While President Donald Trump’s bull-in-a-China-shop approach to reforming international trade doesn’t appeal, it is possible that some of his objectives might make sense. This was the logic behind comments by former Barack Obama adviser Daniel Russel, suggesting that Australia should join the US in opposing “unfair and predatory economic and commercial practices that we have seen for so long by the Chinese”, such as intellectual property theft and lack of reciprocity in trade.

While a united approach strengthens any argument, we may not agree on just what deserves to be included in the reform agenda. Reforming and reinvigorating the World Trade Organisation might be a good place to start. But reinforcing US objectives on intellectual property (IP) might be problematical.

It is worth remembering that when America was at the same stage of development that China now is, it copied English cloth-weaving technology without paying IP royalties and its citizens read English books (famously, Charles Dickens) without paying copyright.

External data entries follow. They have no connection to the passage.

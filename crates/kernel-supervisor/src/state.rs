use serde::{Deserialize, Serialize};

#[derive(Debug, Clone, Copy, PartialEq, Eq, Serialize, Deserialize)]
#[serde(rename_all = "snake_case")]
pub enum SupervisorState {
    Initializing,
    Ready,
    Terminated,
}

impl SupervisorState {
    pub fn is_terminal(self) -> bool {
        matches!(self, Self::Terminated)
    }
}
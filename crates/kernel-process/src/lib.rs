//! Runs the kernel worker as a local child process. Each spawn gets its own
//! scratch directory as its placement and talks newline-delimited JSON over
//! the child's stdin and stdout.

use std::path::{Path, PathBuf};
use std::process::Stdio;
use std::sync::atomic::{AtomicU64, Ordering};
use std::sync::Arc;
use std::time::Duration;

use async_trait::async_trait;
use kernel_protocol::defaults::{
    DEFAULT_PLACEMENT_DIR, DEFAULT_WORKER_BINARY, DEFAULT_WORKER_READY_TIMEOUT,
};
use kernel_protocol::{
    KernelError, KernelResult, LaunchedWorker, Placement, WorkerId, WorkerLauncher,
    WorkerSpawnSpec,
};
use tokio::io::{AsyncBufReadExt, AsyncWriteExt, BufReader, Lines};
use tokio::process::{Child, ChildStdout, Command};
use tokio::sync::oneshot;

mod wire;
mod worker;

use wire::{WorkerInput, WorkerOutput};
use worker::ProcessWorker;

const ENV_WORKER_BIN: &str = "KERNEL_SUPERVISOR_WORKER_BIN";

#[derive(Debug, Clone)]
pub struct ProcessLauncherConfig {
    pub binary: PathBuf,
    pub base_args: Vec<String>,
    pub placement_root: PathBuf,
    pub ready_timeout: Duration,
}

impl Default for ProcessLauncherConfig {
    fn default() -> Self {
        Self {
            binary: std::env::var_os(ENV_WORKER_BIN)
                .map(PathBuf::from)
                .unwrap_or_else(|| PathBuf::from(DEFAULT_WORKER_BINARY)),
            base_args: Vec::new(),
            placement_root: std::env::temp_dir().join(DEFAULT_PLACEMENT_DIR),
            ready_timeout: DEFAULT_WORKER_READY_TIMEOUT,
        }
    }
}

pub struct ProcessLauncher {
    config: ProcessLauncherConfig,
    next_placement: AtomicU64,
}

impl ProcessLauncher {
    pub fn new(config: ProcessLauncherConfig) -> Self {
        Self {
            config,
            next_placement: AtomicU64::new(1),
        }
    }

    pub fn from_env() -> Self {
        Self::new(ProcessLauncherConfig::default())
    }

    pub fn config(&self) -> &ProcessLauncherConfig {
        &self.config
    }

    async fn await_ready(
        &self,
        worker_id: &WorkerId,
        stdout: &mut Lines<BufReader<ChildStdout>>,
    ) -> KernelResult<()> {
        let wait = async {
            loop {
                let line = match stdout.next_line().await {
                    Ok(Some(line)) => line,
                    Ok(None) => {
                        return Err(KernelError::Launch(
                            "kernel worker exited before reporting ready".to_owned(),
                        ))
                    }
                    Err(error) => {
                        return Err(KernelError::Launch(format!(
                            "failed to read kernel worker output: {error}"
                        )))
                    }
                };
                match WorkerOutput::decode(line.trim()) {
                    Ok(WorkerOutput::Ready) => return Ok(()),
                    Ok(other) => {
                        tracing::warn!(
                            worker_id = %worker_id,
                            line = ?other,
                            "kernel worker spoke before ready"
                        );
                    }
                    Err(_) if line.trim().is_empty() => {}
                    Err(error) => {
                        tracing::warn!(
                            worker_id = %worker_id,
                            error = %error,
                            "skipping malformed kernel worker line"
                        );
                    }
                }
            }
        };

        match tokio::time::timeout(self.config.ready_timeout, wait).await {
            Ok(result) => result,
            Err(_) => Err(KernelError::Launch(format!(
                "kernel worker not ready within {:?}",
                self.config.ready_timeout
            ))),
        }
    }
}

#[async_trait]
impl WorkerLauncher for ProcessLauncher {
    async fn acquire_placement(&self) -> KernelResult<Placement> {
        let n = self.next_placement.fetch_add(1, Ordering::SeqCst);
        let id = format!("kernel-{}-{n}", std::process::id());
        let location = self.config.placement_root.join(&id);
        std::fs::create_dir_all(&location).map_err(|error| {
            KernelError::Placement(format!(
                "failed to create worker directory '{}': {error}",
                location.display()
            ))
        })?;
        tracing::debug!(
            placement = id.as_str(),
            location = %location.display(),
            "worker placement acquired"
        );
        Ok(Placement::at(id, location))
    }

    async fn launch(
        &self,
        placement: &Placement,
        spec: WorkerSpawnSpec,
    ) -> KernelResult<LaunchedWorker> {
        let mut command = Command::new(&self.config.binary);
        command.args(&self.config.base_args);
        if let Some(location) = placement.location.as_deref() {
            command.current_dir(location);
        }
        command.stdin(Stdio::piped());
        command.stdout(Stdio::piped());
        command.stderr(Stdio::piped());
        command.kill_on_drop(true);

        let mut child = command.spawn().map_err(|error| {
            KernelError::Launch(format!(
                "failed to launch kernel worker '{}': {error}",
                self.config.binary.display()
            ))
        })?;
        let worker_id = WorkerId::new(format!(
            "{}:{}",
            placement.id,
            child.id().unwrap_or_default()
        ));

        let mut stdin = take_pipe(&mut child, |child| child.stdin.take(), "stdin").await?;
        let stdout = take_pipe(&mut child, |child| child.stdout.take(), "stdout").await?;
        let stderr = child.stderr.take();

        let init = WorkerInput::Init {
            init_scripts: spec.init_scripts,
            compiler_args: spec.compiler_args,
        };
        let handshake = async {
            let line = init.encode().map_err(|error| {
                KernelError::Protocol(format!("failed to encode kernel worker init: {error}"))
            })?;
            stdin.write_all(line.as_bytes()).await.map_err(|error| {
                KernelError::Launch(format!("failed to send kernel worker init: {error}"))
            })?;
            stdin.flush().await.map_err(|error| {
                KernelError::Launch(format!("failed to flush kernel worker init: {error}"))
            })?;
            let mut lines = BufReader::new(stdout).lines();
            self.await_ready(&worker_id, &mut lines).await?;
            Ok::<_, KernelError>(lines)
        };
        let lines = match handshake.await {
            Ok(lines) => lines,
            Err(error) => {
                let _ = child.kill().await;
                return Err(error);
            }
        };

        let (exit_tx, exit_rx) = oneshot::channel();
        let worker =
            ProcessWorker::start(worker_id.clone(), child, stdin, lines, stderr, exit_tx);
        tracing::info!(
            worker_id = %worker_id,
            binary = %self.config.binary.display(),
            "kernel worker process ready"
        );
        Ok(LaunchedWorker {
            handle: Arc::new(worker),
            exit: exit_rx,
        })
    }

    async fn release_placement(&self, placement: &Placement) -> KernelResult<()> {
        let Some(location) = placement.location.as_deref() else {
            return Ok(());
        };
        remove_placement_dir(location)?;
        tracing::debug!(placement = placement.id.as_str(), "worker placement released");
        Ok(())
    }
}

async fn take_pipe<T>(
    child: &mut Child,
    take: impl FnOnce(&mut Child) -> Option<T>,
    name: &str,
) -> KernelResult<T> {
    match take(child) {
        Some(pipe) => Ok(pipe),
        None => {
            let _ = child.kill().await;
            Err(KernelError::Launch(format!("kernel worker {name} unavailable")))
        }
    }
}

fn remove_placement_dir(location: &Path) -> KernelResult<()> {
    match std::fs::remove_dir_all(location) {
        Ok(()) => Ok(()),
        Err(error) if error.kind() == std::io::ErrorKind::NotFound => Ok(()),
        Err(error) => Err(KernelError::Placement(format!(
            "failed to remove worker directory '{}': {error}",
            location.display()
        ))),
    }
}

The current IP system is a very imperfect way of encouraging and rewarding innovation. The patent and copyright framework has been so distorted by vested interests that the main beneficiary may be the army of patent lawyers and the legal process which support them.

The current framework offers incentive for future innovation by providing past innovators with a monopoly – and monopolies are never first-best economics. We are still giving copyright protection to Mickey Mouse, long after the creator died. Trivial inventions (e.g. single-click internet purchases) were given legal protection. Pharmaceutical patents are “evergreened” to extend their life by minor tweaks of the formulation.

It is worth remembering that when America was at the same stage of development that China now is, it copied English cloth-weaving technology without paying IP royalties and its citizens read English books (famously, Charles Dickens) without paying copyright fees.

Times have moved on, and China should pay legitimate IP charges, but before we get too righteous about China’s predatory actions, we might recall that we are promoting an imperfect system which is heavily weighted in favour of IP owners such as the US, and against countries which are predominantly IP users such as China and Australia.

What about demanding reciprocity on trade? Until now, it has been accepted that developing economies are not required to be as pure in open trade as advanced economies. As China’s manufacturing technology is now on a par with advanced economies, pressure for greater openness is legitimate. But is China a greater offender than, say, India ­– a chronical laggard in openness?

The fundamental element which stands in the way of cooperation with the Trump trade agenda is his bilateral mindset, while Australia’s interests are overwhelmingly multilateral.